La Chine est-elle socialiste ?

Un communiste ne devrait pas avoir à faire un article comme celui-ci. Pourtant, telle une remontée de fosse septique un soir d’orage, le malheur a refait surface à l’occasion des événements de Hong Kong : «La Chine est un pays anti-impérialiste et socialiste». Nous devons donc rappeler une bonne fois pour toutes que malgré les espoirs d’un grand nombre de marxistes, il n’existe plus d’États communistes dans le monde. L’âge des modèles de sociétés socialistes est révolu. Comme je l’avais indiqué dans un précédent article, tout est à reconstruire1. La Chine peut bien se cacher derrière un préambule stipulant que le marxisme-léninisme est l’idéologie officielle et que le pays est «un État socialiste de dictature démocratique populaire, dirigé par la classe ouvrière et basé sur l’alliance des ouvriers et des paysans», tout ceci n’est que décorum.
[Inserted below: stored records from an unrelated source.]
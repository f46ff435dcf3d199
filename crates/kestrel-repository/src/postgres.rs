//! PostgreSQL repository
//!
//! The pro-profile backend. Shares query text with the SQLite backend; the
//! `?` placeholders are rebound to `$1..$n` at call time.

use crate::error::require_tenant;
use crate::queries::{self, rebind};
use crate::schema::POSTGRES_SCHEMAS;
use crate::sqlite::status_from_str;
use crate::traits::Repository;
use crate::{RepositoryConfig, RepositoryError, RepositoryResult};
use async_trait::async_trait;
use chrono::{DateTime, Utc};
use kestrel_core::domain::{
    Evaluation, EvaluationMetadata, RuleConfig, Transaction, Typology,
};
use sqlx::postgres::{PgPool, PgPoolOptions};
use sqlx::Row;

/// PostgreSQL-backed repository.
pub struct PostgresRepository {
    pool: PgPool,
}

impl PostgresRepository {
    /// Connect to PostgreSQL and run migrations.
    pub async fn new(config: &RepositoryConfig) -> RepositoryResult<Self> {
        let url = format!(
            "postgres://{}:{}@{}:{}/{}?sslmode={}",
            config.postgres_user,
            config.postgres_password,
            config.postgres_host,
            config.postgres_port,
            config.postgres_db,
            config.postgres_sslmode,
        );

        let pool = PgPoolOptions::new()
            .max_connections(config.max_connections.max(1))
            .connect(&url)
            .await?;

        let repo = Self { pool };
        repo.migrate().await?;
        Ok(repo)
    }

    /// Wrap an existing pool (tests, shared pools).
    pub fn with_pool(pool: PgPool) -> Self {
        Self { pool }
    }

    async fn migrate(&self) -> RepositoryResult<()> {
        for schema in POSTGRES_SCHEMAS {
            sqlx::raw_sql(schema).execute(&self.pool).await?;
        }
        Ok(())
    }
}

#[async_trait]
impl Repository for PostgresRepository {
    async fn save_transaction(&self, tenant_id: &str, tx: &Transaction) -> RepositoryResult<()> {
        require_tenant(tenant_id)?;

        let metadata = tx
            .metadata
            .as_ref()
            .map(serde_json::to_string)
            .transpose()?;

        sqlx::query(&rebind(queries::INSERT_TRANSACTION))
            .bind(&tx.id)
            .bind(tenant_id)
            .bind(&tx.tx_type)
            .bind(&tx.debtor_id)
            .bind(&tx.debtor_account_id)
            .bind(&tx.creditor_id)
            .bind(&tx.creditor_account_id)
            .bind(tx.amount)
            .bind(&tx.currency)
            .bind(tx.timestamp)
            .bind(tx.created_at)
            .bind(metadata)
            .execute(&self.pool)
            .await?;

        Ok(())
    }

    async fn get_transaction(
        &self,
        tenant_id: &str,
        tx_id: &str,
    ) -> RepositoryResult<Transaction> {
        require_tenant(tenant_id)?;

        let row = sqlx::query(&rebind(queries::SELECT_TRANSACTION))
            .bind(tenant_id)
            .bind(tx_id)
            .fetch_optional(&self.pool)
            .await?
            .ok_or(RepositoryError::NotFound)?;

        let metadata: Option<String> = row.try_get("metadata")?;

        Ok(Transaction {
            id: row.try_get("id")?,
            tenant_id: row.try_get("tenant_id")?,
            tx_type: row.try_get("type")?,
            debtor_id: row.try_get("debtor_id")?,
            debtor_account_id: row.try_get("debtor_account_id")?,
            creditor_id: row.try_get("creditor_id")?,
            creditor_account_id: row.try_get("creditor_account_id")?,
            amount: row.try_get("amount")?,
            currency: row.try_get("currency")?,
            timestamp: row.try_get("timestamp")?,
            created_at: row.try_get("created_at")?,
            metadata: metadata.map(|m| serde_json::from_str(&m)).transpose()?,
        })
    }

    async fn count_transactions_by_entity(
        &self,
        tenant_id: &str,
        entity_id: &str,
        since: DateTime<Utc>,
    ) -> RepositoryResult<i64> {
        require_tenant(tenant_id)?;

        let row = sqlx::query(&rebind(queries::COUNT_TRANSACTIONS_BY_ENTITY))
            .bind(tenant_id)
            .bind(entity_id)
            .bind(entity_id)
            .bind(since)
            .fetch_one(&self.pool)
            .await?;

        Ok(row.try_get(0)?)
    }

    async fn save_rule_config(&self, tenant_id: &str, rule: &RuleConfig) -> RepositoryResult<()> {
        require_tenant(tenant_id)?;

        let bands = serde_json::to_string(&rule.bands)?;
        let now = Utc::now();

        sqlx::query(&rebind(queries::UPSERT_RULE_CONFIG))
            .bind(&rule.id)
            .bind(tenant_id)
            .bind(&rule.name)
            .bind(&rule.description)
            .bind(&rule.version)
            .bind(&rule.expression)
            .bind(bands)
            .bind(rule.weight)
            .bind(i32::from(rule.enabled))
            .bind(now)
            .bind(now)
            .execute(&self.pool)
            .await?;

        Ok(())
    }

    async fn get_rule_config(
        &self,
        tenant_id: &str,
        rule_id: &str,
    ) -> RepositoryResult<RuleConfig> {
        require_tenant(tenant_id)?;

        let row = sqlx::query(&rebind(queries::SELECT_RULE_CONFIG))
            .bind(tenant_id)
            .bind(rule_id)
            .fetch_optional(&self.pool)
            .await?
            .ok_or(RepositoryError::NotFound)?;

        rule_config_from_row(&row)
    }

    async fn list_rule_configs(&self, tenant_id: &str) -> RepositoryResult<Vec<RuleConfig>> {
        require_tenant(tenant_id)?;

        let rows = sqlx::query(&rebind(queries::LIST_RULE_CONFIGS))
            .bind(tenant_id)
            .fetch_all(&self.pool)
            .await?;

        rows.iter().map(rule_config_from_row).collect()
    }

    async fn save_evaluation(&self, tenant_id: &str, eval: &Evaluation) -> RepositoryResult<()> {
        require_tenant(tenant_id)?;

        sqlx::query(&rebind(queries::INSERT_EVALUATION))
            .bind(&eval.id)
            .bind(tenant_id)
            .bind(&eval.tx_id)
            .bind(eval.status.to_string())
            .bind(eval.score)
            .bind(eval.timestamp)
            .bind(serde_json::to_string(&eval.rule_results)?)
            .bind(serde_json::to_string(&eval.typology_results)?)
            .bind(serde_json::to_string(&eval.metadata)?)
            .execute(&self.pool)
            .await?;

        Ok(())
    }

    async fn get_evaluation(
        &self,
        tenant_id: &str,
        eval_id: &str,
    ) -> RepositoryResult<Evaluation> {
        require_tenant(tenant_id)?;

        let row = sqlx::query(&rebind(queries::SELECT_EVALUATION))
            .bind(tenant_id)
            .bind(eval_id)
            .fetch_optional(&self.pool)
            .await?
            .ok_or(RepositoryError::NotFound)?;

        let status: String = row.try_get("status")?;
        let rule_results: String = row.try_get("rule_results")?;
        let typology_results: Option<String> = row.try_get("typology_results")?;
        let metadata: String = row.try_get("metadata")?;

        Ok(Evaluation {
            id: row.try_get("id")?,
            tenant_id: row.try_get("tenant_id")?,
            tx_id: row.try_get("tx_id")?,
            status: status_from_str(&status),
            score: row.try_get("score")?,
            timestamp: row.try_get("timestamp")?,
            rule_results: serde_json::from_str(&rule_results)?,
            typology_results: typology_results
                .map(|t| serde_json::from_str(&t))
                .transpose()?
                .unwrap_or_default(),
            metadata: serde_json::from_str::<EvaluationMetadata>(&metadata)?,
        })
    }

    async fn save_typology(&self, tenant_id: &str, typology: &Typology) -> RepositoryResult<()> {
        require_tenant(tenant_id)?;

        let rules = serde_json::to_string(&typology.rules)?;
        let now = Utc::now();

        sqlx::query(&rebind(queries::UPSERT_TYPOLOGY))
            .bind(&typology.id)
            .bind(tenant_id)
            .bind(&typology.name)
            .bind(&typology.description)
            .bind(&typology.version)
            .bind(rules)
            .bind(typology.alert_threshold)
            .bind(i32::from(typology.enabled))
            .bind(now)
            .bind(now)
            .execute(&self.pool)
            .await?;

        Ok(())
    }

    async fn get_typology(&self, tenant_id: &str, typology_id: &str) -> RepositoryResult<Typology> {
        require_tenant(tenant_id)?;

        let row = sqlx::query(&rebind(queries::SELECT_TYPOLOGY))
            .bind(tenant_id)
            .bind(typology_id)
            .fetch_optional(&self.pool)
            .await?
            .ok_or(RepositoryError::NotFound)?;

        typology_from_row(&row)
    }

    async fn list_typologies(&self, tenant_id: &str) -> RepositoryResult<Vec<Typology>> {
        require_tenant(tenant_id)?;

        let rows = sqlx::query(&rebind(queries::LIST_TYPOLOGIES))
            .bind(tenant_id)
            .fetch_all(&self.pool)
            .await?;

        rows.iter().map(typology_from_row).collect()
    }

    async fn delete_typology(&self, tenant_id: &str, typology_id: &str) -> RepositoryResult<()> {
        require_tenant(tenant_id)?;

        let result = sqlx::query(&rebind(queries::DISABLE_TYPOLOGY))
            .bind(Utc::now())
            .bind(tenant_id)
            .bind(typology_id)
            .execute(&self.pool)
            .await?;

        if result.rows_affected() == 0 {
            return Err(RepositoryError::NotFound);
        }

        Ok(())
    }

    async fn ping(&self) -> RepositoryResult<()> {
        sqlx::query("SELECT 1").execute(&self.pool).await?;
        Ok(())
    }

    async fn close(&self) -> RepositoryResult<()> {
        self.pool.close().await;
        Ok(())
    }
}

fn rule_config_from_row(row: &sqlx::postgres::PgRow) -> RepositoryResult<RuleConfig> {
    let bands: String = row.try_get("bands")?;
    let description: Option<String> = row.try_get("description")?;
    let enabled: i32 = row.try_get("enabled")?;

    Ok(RuleConfig {
        id: row.try_get("id")?,
        tenant_id: row.try_get("tenant_id")?,
        name: row.try_get("name")?,
        description: description.unwrap_or_default(),
        version: row.try_get("version")?,
        expression: row.try_get("expression")?,
        bands: serde_json::from_str(&bands)?,
        weight: row.try_get("weight")?,
        enabled: enabled == 1,
    })
}

fn typology_from_row(row: &sqlx::postgres::PgRow) -> RepositoryResult<Typology> {
    let rules: String = row.try_get("rules")?;
    let description: Option<String> = row.try_get("description")?;
    let enabled: i32 = row.try_get("enabled")?;

    Ok(Typology {
        id: row.try_get("id")?,
        tenant_id: row.try_get("tenant_id")?,
        name: row.try_get("name")?,
        description: description.unwrap_or_default(),
        version: row.try_get("version")?,
        rules: serde_json::from_str(&rules)?,
        alert_threshold: row.try_get("alert_threshold")?,
        enabled: enabled == 1,
        created_at: row.try_get("created_at")?,
        updated_at: row.try_get("updated_at")?,
    })
}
Pour démontrer cela, il faut tout d’abord donner une rapide définition de ce qui caractérise une société socialiste. Dans un premier temps, il paraît évident que la bourgeoisie a été renversée comme classe dirigeante et que les classes tendent à disparaître. La classe au pouvoir doit être celle des travailleuses et travailleurs. Cette dernière possède les moyens de production qu’elle a arraché aux anciens capitalistes. La prise de pouvoir est accompagnée de toute une batterie de mesures démocratiques et sociales visant à rompre avec la société bourgeoise. Le progressisme sert de socle. La politique extérieure de ce pays est basée sur l’Internationalisme prolétarien. Je pense que nous serons d’accord que pour tout marxiste, cette vision certes schématique se rapproche du stéréotype d’un État socialiste. C’est donc sur cette base que je vais analyser le cas Chinois. Les «tankies»2 n’ont qu’à bien se tenir.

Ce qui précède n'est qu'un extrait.